Brightside of Meteorite bombardment & Junk DNA

Meteorite bombardment may have made Earth more habitable, says study.

Saved by Junk DNA.

The Origin of Life on Earth is a puzzle that biologists, biochemists, physicists and geologists – to name a few – have chewed on over the past 150 years since Darwin opened up the conceptual doors and let in the refreshing light of natural selection. One related question is just when was Earth first inhabited and habitable. The first study above seems to indicate that both Mars and Earth were made more clement by that last gasp of accretion, the Late Heavy Bombardment, which pounded the Inner Planets some 4.0-3.9 billion years ago.

How so? The infalling meteorites released both water and carbon dioxide, thus wetting & warming both planets, perhaps sufficiently for liquid water to remain stable on the open surface. Prior to that event, water may well have been mostly frozen. There’s good reason to think that the process of making long-chains of biomolecules, an important step before ‘Life’ itself, was via concentration of smaller sub-units within ice. Tiny channels of unfrozen liquid become increasingly concentrated in solutes as watery solutions freeze, providing an accelerated reaction environment for polymerisation. In such conditions even quite short pieces of RNA become capable of ‘ligation’, the fusing of RNA sub-units into longer chains.

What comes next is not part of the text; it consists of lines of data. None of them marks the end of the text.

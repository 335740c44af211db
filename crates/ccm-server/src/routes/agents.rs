use axum::extract::rejection::JsonRejection;
use axum::extract::{Path, State};
use axum::Json;
use ccm_core::writer::{self, AgentUpdate};
use ccm_core::{paths, Scope};
use serde_json::{json, Value};

use super::blocking;
use crate::error::AppError;
use crate::state::{AppState, Change};

/// Validate the id, write `<base>/.claude/agents/<agent_id>.md`, and notify
/// subscribers.
async fn save_agent(
    app: &AppState,
    base: std::path::PathBuf,
    agent_id: String,
    body: Result<Json<AgentUpdate>, JsonRejection>,
    scope: Scope,
) -> Result<Json<Value>, AppError> {
    let Json(update) = body.map_err(|e| AppError::bad_request(e.body_text()))?;
    writer::validate_agent_id(&agent_id)?;
    let path = paths::safe_join(&paths::agents_dir(&base), &format!("{agent_id}.md"))?;

    let agent = blocking(move || writer::write_agent(&path, &update, scope)).await??;
    tracing::info!(agent = %agent.id, scope = %scope, "agent saved");
    app.notify(Change::AgentSaved);

    Ok(Json(json!({ "success": true, "agent": agent })))
}

/// PUT /api/projects/{id}/agents/{agent_id}
pub async fn put_project_agent(
    State(app): State<AppState>,
    Path((id, agent_id)): Path<(String, String)>,
    body: Result<Json<AgentUpdate>, JsonRejection>,
) -> Result<Json<Value>, AppError> {
    let project = app.project(&id).await?;
    save_agent(&app, project.path, agent_id, body, Scope::Project).await
}

/// PUT /api/user/agents/{agent_id}
pub async fn put_user_agent(
    State(app): State<AppState>,
    Path(agent_id): Path<String>,
    body: Result<Json<AgentUpdate>, JsonRejection>,
) -> Result<Json<Value>, AppError> {
    let home = app.home.clone();
    save_agent(&app, home, agent_id, body, Scope::User).await
}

Once RNA Life has given way to DNA Life what drives the evolution of ever longer strings of DNA and thus ever more complex Life? The second news piece is about evidence that so-called ‘Junk DNA’ – mostly repetitive segments of DNA with no obvious function – actually promotes faster evolution of organisms by altering the rate of gene mutation and gene expression. It seems the ‘Junk’ can make a gene’s DNA sequence more exposed and liable to change when the ‘Junk’ situated next to it has changed in length.

But there’s always a trade off. ‘Junk’ DNA is reduced in some organisms, very noticeably in birds, while it has immensely expanded in some organisms, like certain plants and slow-living creatures like amphibians and lungfish. One’s pace of life style has a distinct selective role on ‘Junk’ DNA’s quantity – fast-living reduces its presence, and perhaps its selective advantage. Birds need to rapidly churn out proteins from their DNA genes and operate at a higher blood temperature too. This might make the DNA more liable to change – birds are immensely speciose – without any ‘Junk’ DNA putting pressure on genes at all. Lungfish, and their kin, live ‘cold-blooded’ rather sedate lives, and carry around a large load of ‘Junk’ that ensures their DNA remains healthy, making the invasion of ‘DNA’ parasites, like viruses, much harder because the host DNA is already full of virus-like ‘Junk’.